「…うッ……はぁっ……!」
絶えず口から零れる甘い声を、唇を噛んで耐えながら総司令は頭を振る。
いつもと同じ日常の日。天井まで伸びているる大きな窓の向こうにもいつもと同じ風景。総司令室の内部もいつもと違わない。ただ一つを除くと。
「や……やめてっ…ロシウ……!」
大きな椅子の前で、補佐官が自分の膝の間に跪き、積極的に頭を上下で動かしていることだけが、いつもと違うところだった。

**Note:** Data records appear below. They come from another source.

//! Command Line Interface (CLI) layer for sitekit.
//!
//! This module defines argument parsing (`args`), error types (`errors`),
//! and the orchestration logic (`runner`) that turns flags and optional JSON
//! config files into pass parameters, runs the pass, and prints its summary.
//!
//! If you are embedding sitekit into another tool, call the library
//! entrypoints in `sitekit::api` instead of the CLI code.
pub mod args;
pub mod errors;
pub mod runner;

pub use args::CliArgs;
pub use runner::run;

「ん……っ……どうして……まさか、ん……気持ちいいじゃない…というのですか」
そう言いながらも、彼は舌先で執拗に自分のものを籠絡していく。
「…っ…こう、ゆ…するの……嫌だと……いつも言ったくせ…に…!」
強く吸い上げられ、思わず悲鳴を飛び出す。
「ひぃ……!」
「…ん……いつも、あなたに……言われたように…すると思ったら……誤算です」
補佐官の手が上手に青年の中心を愛撫し、彼を限界まで引き上げていく。
「ひぃッ……! あぁ……や、やめ……! 出ちゃ……!」
泣き声にも似た声を上げると、彼は下から上へ一度舌を這わせて、
「それは困ります」
唇を離し、きっぱり言った。
口で自分を愛撫したのは相手なのに、なぜ自分の息が切れているのだろう。
火照る体の中から熱いものが込み上げてきて、今すぐ出してしまいたいのに。相手が自分のものをぎゅっと握っていて出せない。痛みにも似たその辛さに涙を流すようになる。
「ロシウゥ……」
「あなたも、いつもこんな風に僕を苛めてきたじゃないですか」
そう言いながら彼は張りつめた先端に爪を立ててくる。
「ひゃ……!」
「いいざまですね、総司令」
冷たい目で自分を見つめながら嘲笑する彼。
「ご……ごめん……もう…出させて……おねがぃ…」
ここまでしてお願いしたもの、聞き入れないはずがない。シモンはそう思っていた。
相手もシモンを許す気持ちになったのか、根元を握っていた手を離す。
シモンがほっとして、握り締めていた拳を開いて自分のものに触れようとした瞬間、
「触ってもいいと誰が言ったんですか」
そう言った相手が、自分の膝の上に腰を下ろしてきた。
「ロ……ロシウ……?」
「僕の中でいかなきゃ困りますよ。総司令」
「…ッ……!」
制止するひますらなく、相手が腰を沈め自分のものを奥深くまで飲み込んでいく。
「ひぃ……!」
嬌声というよりは悲鳴に近い声を上げ、太ももをがくがくと痙攣させる。自分の首に回されている腕に力が入るのを感じる。
やがて、接合部から熱いものが溢れ始める。
「あ……ぁう……ロ、ロシウ……」
今にも泣いてしまうような声で呟きながら、青年は身体を打ち震わせる。
「勝手にいっても良いと言った記憶はありませんが」
膝の上に乗りかかっている相手は、不機嫌な声で上げ自分を叱咤してくる。
「ご、ごめ……ごめん…!」
「つくづくいけない総司令ですね。この分まで、もっと気持ちよくさせて貰わないと」
「……それで俺は、ニアと一緒にナスで牛を作る夢を……ロシウ、ロシウ?」
「え?」
総司令に名を呼ばれ、補佐官ははっと我に返る。
「……すみません。ちょっとぼっとして……何の話でしたっけ」
「初夢よ、初夢」
「あ……」
なんとなく顔を赤らめる補佐官。
「ロシウはどんな初夢を見た?」
「……それは、言えません」
「えっ? 俺は言ってあげたのに!お前も教えてよ」
……あなたにああいうことをする夢を見たとは、どうも言えない……
心の中で嘆息して、補佐官は初書類を総司令に押しやることにした。